Mas como lembrou Damásio de Jesus (2003), este primeiro documento internacional foi ineficaz, principalmente por imprimir uma visão “centrada na Europa”, incompatível com o contexto de proteção internacional, seguindo-se aí um documento em 1910, que “complementou o primeiro na medida em que incluía provisões para punir os aliciadores” (Jesus, 2003, p. 27). Em 1921[2] e 1933, foram elaborados outros instrumentos pela Liga das Nações, que eram ainda mais abrangentes, e todos os quatro foram consolidados pela Convenção de 1949, que “permaneceu como o único instrumento especificamente voltado para o problema do tráfico de pessoas até a adoção da Convenção de Palermo e seus Protocolos” (Jesus, 2003, p. 27).
Em 1949, um eco da criação da ONU produziu a Convenção para Eliminação do Tráfico de Pessoas e Exploração da Prostituição de Outrem, que tratava de pessoas traficadas para fins de exploração sexual, consolidou outros acordos internacionais anteriores e foi adotada pela Assembleia Geral. Essa convenção declarava que a escravização de mulheres e crianças para prostituição era incompatível com a dignidade e os direitos fundamentais de seres humanos. Nesse contexto, os anseios eram diferenciados daqueles do início do século, pois falava-se de seres humanos ao invés de mulheres e crianças, e falava-se de exploração da prostituição ao invés de referir-se à escravização. Eram diferentes miras e objetivos, que produziram diferentes sujeitos. Marjan Wijers explicou que o que havia em comum entre a Convenção de 1949 e aquela do início do século era que ambas estavam predominantemente baseadas no sistema abolicionista, que pretende a eliminação da prostituição. De um lado, trabalhar como prostituta não era punível, mas o envolvimento de outras pessoas o era, fosse o administrador do bordel ou um amigo, independentemente do consentimento da mulher, ou se ela era ou não explorada. Apesar de ter proposto eliminar o tráfico e a exploração da prostituição, e não a prostituição em si mesma, a normativa de 1949 não deixava claras definições do que seria uma coisa ou outra (Verson; Pedro, 2013, p. 71)[3].

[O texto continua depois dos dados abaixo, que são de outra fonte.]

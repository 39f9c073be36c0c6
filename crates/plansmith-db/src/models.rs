use chrono::{DateTime, Utc};
use serde::{Deserialize, Serialize};
use sqlx::FromRow;
use uuid::Uuid;

/// A tracker project created through plansmith.
///
/// The credential is stored so later tracker calls can be made on the
/// owner's behalf, but it is never serialized into API responses.
#[derive(Debug, Clone, PartialEq, Eq, Serialize, Deserialize, FromRow)]
pub struct ProjectRecord {
    pub id: Uuid,
    pub username: String,
    #[serde(skip_serializing, default)]
    pub credential: String,
    pub title: String,
    pub description: String,
    /// Tracker repository URL.
    pub link: String,
    pub created_at: DateTime<Utc>,
}

/// Fields required to insert a [`ProjectRecord`].
#[derive(Debug, Clone, Deserialize)]
pub struct NewProject {
    pub username: String,
    pub credential: String,
    pub title: String,
    #[serde(default)]
    pub description: String,
    pub link: String,
}

/// Partial update for a [`ProjectRecord`]. Only title and description are
/// mutable.
#[derive(Debug, Clone, Default, PartialEq, Eq, Deserialize)]
pub struct ProjectUpdate {
    pub title: Option<String>,
    pub description: Option<String>,
}

impl ProjectUpdate {
    pub fn is_empty(&self) -> bool {
        self.title.is_none() && self.description.is_none()
    }
}
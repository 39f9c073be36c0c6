//! `plansmith projects` command: list the projects recorded for a user.

use anyhow::Result;
use sqlx::PgPool;

use plansmith_db::queries::projects;

pub async fn run_projects(pool: &PgPool, username: &str) -> Result<()> {
    let records = projects::list_projects_for_user(pool, username).await?;

    if records.is_empty() {
        println!("No projects found for {username}.");
        return Ok(());
    }

    println!("{:<38} {:<30} {:<20} LINK", "ID", "TITLE", "CREATED");
    println!("{}", "-".repeat(110));

    for record in &records {
        let title = if record.title.chars().count() > 28 {
            format!("{}...", record.title.chars().take(25).collect::<String>())
        } else {
            record.title.clone()
        };
        println!(
            "{:<38} {:<30} {:<20} {}",
            record.id,
            title,
            record.created_at.format("%Y-%m-%d %H:%M"),
            record.link
        );
    }

    Ok(())
}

Nesses termos, a Convenção de 1949, resultado da atuação da recém-criada ONU, foi um marco na consolidação de tratados internacionais anteriores sobre o tráfico de pessoas com fins de exploração sexual. Adotada pela Assembleia Geral, ela afirmava que submeter mulheres e crianças à prostituição forçada era incompatível com a dignidade humana e os direitos fundamentais. Diferente dos tratados do início do século XX, que falavam em “escravidão de mulheres e crianças”, a nova abordagem usava os termos “seres humanos” e “exploração da prostituição”, refletindo uma mudança de foco nos sujeitos e nos objetivos da proteção (Verson; Pedro, 2013).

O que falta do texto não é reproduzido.